## Instructions to follow
Each line in the records below that has the word "JoinHandle" should be copied.

## Provided material
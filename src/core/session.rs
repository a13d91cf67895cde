//! 会话控制：start / pause / resume / stop 与驱动循环
//!
//! SessionController 持有唯一的 SessionState 快照与当前取消令牌。驱动循环在后台任务中
//! 反复调用 DiscussionMachine::advance，直到终态、暂停或出错；每一步的结果只有在
//! 持锁确认令牌未被取消后才会提交，所以被暂停打断的步骤不会留下任何痕迹。

use std::sync::Arc;

use tokio::sync::Mutex;
use tokio::task::JoinHandle;
use tokio_util::sync::CancellationToken;

use crate::core::{
    ControlError, ErrorKind, GenerationError, ProcessingState, RecoveryAction, RecoveryEngine,
    SessionState,
};
use crate::discussion::{
    ApiKeyStatus, DiscussionLog, DiscussionMachine, DiscussionSettings, EventSink,
    MessagePurpose, Notepad, SessionEvent, Speaker, StepExecutor,
};
use crate::llm::{Generator, ImagePart};

/// 一次驱动循环的结局
#[derive(Debug, Clone, PartialEq)]
pub enum RunOutcome {
    /// 自然结束（Synthesis 完成）
    Completed {
        log: DiscussionLog,
        turns: u32,
        notepad: Notepad,
    },
    /// 被 pause 打断，会话仍在（可能已被 resume 接手）
    Paused,
    /// 被 stop 打断，状态已丢弃
    Stopped,
    /// 致命错误或重试用尽，回到 idle
    Halted(GenerationError),
}

#[derive(Debug, Default)]
struct ControllerState {
    processing: ProcessingState,
    session: Option<SessionState>,
    cancel: CancellationToken,
    /// 跨会话保留的记事本
    notepad: Notepad,
    last_completed_turns: u32,
    /// 每次 start 递增；驱动任务据此判断自己的会话是否还在
    epoch: u64,
}

struct Shared {
    state: Mutex<ControllerState>,
    executor: StepExecutor,
    settings: DiscussionSettings,
    recovery: RecoveryEngine,
    events: EventSink,
}

/// 会话入口；Clone 共享同一个会话
#[derive(Clone)]
pub struct SessionController {
    shared: Arc<Shared>,
}

impl SessionController {
    pub fn new(generator: Arc<dyn Generator>, settings: DiscussionSettings, events: EventSink) -> Self {
        Self {
            shared: Arc::new(Shared {
                state: Mutex::new(ControllerState::default()),
                executor: StepExecutor::new(generator),
                settings,
                recovery: RecoveryEngine::new(),
                events,
            }),
        }
    }

    pub fn settings(&self) -> &DiscussionSettings {
        &self.shared.settings
    }

    pub async fn processing_state(&self) -> ProcessingState {
        self.shared.state.lock().await.processing
    }

    /// 当前会话快照（无会话时为 None）
    pub async fn snapshot(&self) -> Option<SessionState> {
        self.shared.state.lock().await.session.clone()
    }

    pub async fn notepad(&self) -> Notepad {
        self.shared.state.lock().await.notepad.clone()
    }

    /// 用户手动替换记事本；讨论进行中（含暂停）不允许
    pub async fn set_notepad(&self, content: impl Into<String>) -> Result<(), ControlError> {
        let mut g = self.shared.state.lock().await;
        if g.processing != ProcessingState::Idle {
            return Err(ControlError::NotIdle(g.processing));
        }
        if g.notepad.apply(Some(&content.into())) {
            self.shared.events.emit(SessionEvent::NotepadUpdated {
                content: g.notepad.content().to_string(),
            });
        }
        Ok(())
    }

    pub async fn last_completed_turns(&self) -> u32 {
        self.shared.state.lock().await.last_completed_turns
    }

    /// 开始新讨论；返回驱动任务句柄
    pub async fn start(
        &self,
        query: &str,
        image: Option<ImagePart>,
    ) -> Result<JoinHandle<RunOutcome>, ControlError> {
        let query = query.trim();
        let mut g = self.shared.state.lock().await;
        if g.processing != ProcessingState::Idle {
            return Err(ControlError::NotIdle(g.processing));
        }
        if query.is_empty() && image.is_none() {
            return Err(ControlError::EmptyQuery);
        }

        let events = &self.shared.events;
        events.emit(SessionEvent::ApiKeyStatusChanged {
            status: ApiKeyStatus::Ok,
            message: None,
        });
        events.emit(SessionEvent::message(
            Speaker::User,
            MessagePurpose::UserInput,
            query,
            None,
        ));

        let notepad = g.notepad.clone();
        g.session = Some(SessionState::new(query, image, notepad));
        g.processing = ProcessingState::Processing;
        g.cancel = CancellationToken::new();
        g.epoch += 1;
        events.emit(SessionEvent::ProcessingStateChanged {
            state: ProcessingState::Processing,
        });
        tracing::info!(
            policy = %self.shared.settings.policy,
            generator = self.shared.executor.generator_name(),
            "Discussion started"
        );

        Ok(self.spawn_driver(g.cancel.clone(), g.epoch))
    }

    /// 暂停：取消进行中的调用，快照保持在被打断步骤开始前
    pub async fn pause(&self) -> Result<(), ControlError> {
        let mut g = self.shared.state.lock().await;
        if g.processing != ProcessingState::Processing {
            return Err(ControlError::NotProcessing(g.processing));
        }
        g.cancel.cancel();
        g.processing = ProcessingState::Paused;
        self.shared.events.emit(SessionEvent::ProcessingStateChanged {
            state: ProcessingState::Paused,
        });
        self.shared.events.notify("讨论已暂停。");
        tracing::info!("Discussion paused");
        Ok(())
    }

    /// 恢复：换新令牌，从快照记录的 next_step 继续
    pub async fn resume(&self) -> Result<JoinHandle<RunOutcome>, ControlError> {
        let mut g = self.shared.state.lock().await;
        if g.processing != ProcessingState::Paused {
            return Err(ControlError::NotPaused(g.processing));
        }
        g.cancel = CancellationToken::new();
        g.processing = ProcessingState::Processing;
        self.shared.events.emit(SessionEvent::ProcessingStateChanged {
            state: ProcessingState::Processing,
        });
        self.shared.events.notify("正在继续讨论...");
        tracing::info!(
            next_step = ?g.session.as_ref().map(|s| s.next_step),
            "Discussion resumed"
        );
        Ok(self.spawn_driver(g.cancel.clone(), g.epoch))
    }

    /// 停止：任何状态下都可调用，丢弃会话（记事本保留）
    pub async fn stop(&self) {
        let mut g = self.shared.state.lock().await;
        g.cancel.cancel();
        g.session = None;
        g.last_completed_turns = 0;
        if g.processing != ProcessingState::Idle {
            g.processing = ProcessingState::Idle;
            self.shared.events.emit(SessionEvent::ProcessingStateChanged {
                state: ProcessingState::Idle,
            });
        }
        tracing::info!("Discussion stopped");
    }

    fn spawn_driver(&self, token: CancellationToken, epoch: u64) -> JoinHandle<RunOutcome> {
        let controller = self.clone();
        tokio::spawn(async move { controller.drive(token, epoch).await })
    }

    /// 驱动循环：一次只执行一步，直到终态 / 暂停 / 出错
    async fn drive(&self, token: CancellationToken, epoch: u64) -> RunOutcome {
        let shared = &self.shared;
        let machine = DiscussionMachine::new(&shared.settings, &shared.executor, &shared.events);

        loop {
            let state = {
                let g = shared.state.lock().await;
                if token.is_cancelled() {
                    return Self::interrupted(&g, epoch);
                }
                match &g.session {
                    Some(s) => s.clone(),
                    None => return RunOutcome::Stopped,
                }
            };

            let result = machine.advance(&state, &token).await;

            let mut g = shared.state.lock().await;
            if token.is_cancelled() {
                // pause / stop 已生效，结果作废
                tracing::debug!(step = %state.next_step, "Step result discarded");
                return Self::interrupted(&g, epoch);
            }

            match result {
                Ok(transition) => {
                    g.notepad = transition.state.notepad.clone();
                    for event in transition.events {
                        shared.events.emit(event);
                    }
                    if transition.terminal {
                        let finished = transition.state;
                        g.session = None;
                        g.processing = ProcessingState::Idle;
                        g.last_completed_turns = finished.turn;
                        shared
                            .events
                            .emit(SessionEvent::DiscussionCompleted { turns: finished.turn });
                        shared.events.emit(SessionEvent::ProcessingStateChanged {
                            state: ProcessingState::Idle,
                        });
                        tracing::info!(turns = finished.turn, "Discussion completed");
                        return RunOutcome::Completed {
                            log: finished.log,
                            turns: finished.turn,
                            notepad: finished.notepad,
                        };
                    }
                    g.session = Some(transition.state);
                }
                Err(err) => {
                    if shared.recovery.handle(err.kind) == RecoveryAction::Suspend {
                        // 未经 pause 的取消：按暂停处理，保留快照
                        g.processing = ProcessingState::Paused;
                        shared.events.emit(SessionEvent::ProcessingStateChanged {
                            state: ProcessingState::Paused,
                        });
                        return RunOutcome::Paused;
                    }
                    self.halt(&mut g, &err);
                    return RunOutcome::Halted(err);
                }
            }
        }
    }

    /// 出错回到 idle；会话快照保留供查看，但不可 resume
    fn halt(&self, g: &mut ControllerState, err: &GenerationError) {
        let events = &self.shared.events;
        let status = match err.kind {
            ErrorKind::ApiKeyMissing => Some(ApiKeyStatus::Missing),
            ErrorKind::ApiKeyInvalid => Some(ApiKeyStatus::Invalid),
            _ => None,
        };
        if let Some(status) = status {
            tracing::error!(kind = %err.kind, "Fatal API key error: {}", err.message);
            events.emit(SessionEvent::ApiKeyStatusChanged {
                status,
                message: Some(err.message.clone()),
            });
            if !err.message.is_empty() {
                events.notify(err.message.clone());
            }
        } else {
            tracing::error!(kind = %err.kind, "Discussion halted: {}", err.message);
        }
        g.processing = ProcessingState::Idle;
        events.emit(SessionEvent::ProcessingStateChanged {
            state: ProcessingState::Idle,
        });
    }

    /// 令牌被取消后的结局：会话仍是本驱动启动时那一个则为暂停，否则已被 stop 丢弃
    fn interrupted(g: &ControllerState, epoch: u64) -> RunOutcome {
        if g.session.is_some() && g.epoch == epoch {
            RunOutcome::Paused
        } else {
            RunOutcome::Stopped
        }
    }
}

#[cfg(test)]
mod tests {
    use super::*;
    use std::time::Duration;

    use crate::core::RetryPolicy;
    use crate::discussion::DiscussionPolicy;
    use crate::llm::{ScriptedGenerator, ScriptedReply};

    fn controller(replies: Vec<ScriptedReply>) -> (SessionController, Arc<ScriptedGenerator>) {
        let gen = Arc::new(ScriptedGenerator::new(replies));
        let settings = DiscussionSettings::new(DiscussionPolicy::FixedTurns(1), "a", "c")
            .with_retry(RetryPolicy::new(3, Duration::from_millis(1)));
        (
            SessionController::new(gen.clone(), settings, EventSink::noop()),
            gen,
        )
    }

    #[tokio::test]
    async fn test_start_rejects_empty_query() {
        let (c, _) = controller(vec![]);
        assert_eq!(c.start("   ", None).await.unwrap_err(), ControlError::EmptyQuery);
        assert_eq!(c.processing_state().await, ProcessingState::Idle);
    }

    #[tokio::test]
    async fn test_start_rejects_when_busy() {
        let (c, _) = controller(vec![ScriptedReply::Hang]);
        let _handle = c.start("q", None).await.unwrap();
        assert!(matches!(
            c.start("again", None).await,
            Err(ControlError::NotIdle(ProcessingState::Processing))
        ));
        c.stop().await;
    }

    #[tokio::test]
    async fn test_pause_and_resume_guards() {
        let (c, _) = controller(vec![]);
        assert!(matches!(c.pause().await, Err(ControlError::NotProcessing(ProcessingState::Idle))));
        assert!(matches!(c.resume().await, Err(ControlError::NotPaused(ProcessingState::Idle))));
    }

    #[tokio::test]
    async fn test_completion_records_turns_and_keeps_notepad() {
        let (c, gen) = controller(vec![
            ScriptedReply::text("open <notepad>n1</notepad>"),
            ScriptedReply::text("crit"),
            ScriptedReply::text("counter <notepad>n2</notepad>"),
            ScriptedReply::text("final"),
        ]);
        let outcome = c.start("q", None).await.unwrap().await.unwrap();
        match outcome {
            RunOutcome::Completed { turns, log, .. } => {
                assert_eq!(turns, 1);
                assert_eq!(log.len(), 4);
            }
            other => panic!("unexpected outcome {:?}", other),
        }
        assert_eq!(gen.call_count(), 4);
        assert_eq!(c.last_completed_turns().await, 1);
        assert_eq!(c.notepad().await.content(), "n2");
        assert!(c.snapshot().await.is_none());
        assert_eq!(c.processing_state().await, ProcessingState::Idle);
    }

    #[tokio::test]
    async fn test_pause_then_immediate_resume_reports_paused() {
        let (tx, mut calls) = tokio::sync::mpsc::unbounded_channel();
        let gen = Arc::new(
            ScriptedGenerator::new(vec![ScriptedReply::Hang, ScriptedReply::Hang])
                .with_call_notifier(tx),
        );
        let settings = DiscussionSettings::new(DiscussionPolicy::AiDriven, "a", "c");
        let c = SessionController::new(gen.clone(), settings, EventSink::noop());

        let first = c.start("q", None).await.unwrap();
        assert_eq!(calls.recv().await, Some(0));
        c.pause().await.unwrap();
        let second = c.resume().await.unwrap();

        assert_eq!(first.await.unwrap(), RunOutcome::Paused);
        assert_eq!(c.processing_state().await, ProcessingState::Processing);
        assert!(c.snapshot().await.is_some());

        assert_eq!(calls.recv().await, Some(1));
        c.stop().await;
        assert_eq!(second.await.unwrap(), RunOutcome::Stopped);
    }

    #[tokio::test]
    async fn test_stop_then_new_start_reports_stopped() {
        let (tx, mut calls) = tokio::sync::mpsc::unbounded_channel();
        let gen = Arc::new(
            ScriptedGenerator::new(vec![ScriptedReply::Hang, ScriptedReply::Hang])
                .with_call_notifier(tx),
        );
        let settings = DiscussionSettings::new(DiscussionPolicy::AiDriven, "a", "c");
        let c = SessionController::new(gen.clone(), settings, EventSink::noop());

        let first = c.start("q1", None).await.unwrap();
        assert_eq!(calls.recv().await, Some(0));
        c.stop().await;
        let second = c.start("q2", None).await.unwrap();

        assert_eq!(first.await.unwrap(), RunOutcome::Stopped);
        assert_eq!(c.snapshot().await.unwrap().user_input, "q2");
        c.stop().await;
        assert_eq!(second.await.unwrap(), RunOutcome::Stopped);
    }

    #[tokio::test]
    async fn test_set_notepad_only_when_idle() {
        let (c, _) = controller(vec![ScriptedReply::Hang]);
        c.set_notepad("seed").await.unwrap();
        let _handle = c.start("q", None).await.unwrap();
        assert!(c.set_notepad("other").await.is_err());
        assert_eq!(c.snapshot().await.unwrap().notepad.content(), "seed");
        c.stop().await;
        assert_eq!(c.notepad().await.content(), "seed");
    }
}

## Reply to the task
use tokio::task::JoinHandle;
    ) -> Result<JoinHandle<RunOutcome>, ControlError> {
    pub async fn resume(&self) -> Result<JoinHandle<RunOutcome>, ControlError> {
    fn spawn_driver(&self, token: CancellationToken, epoch: u64) -> JoinHandle<RunOutcome> {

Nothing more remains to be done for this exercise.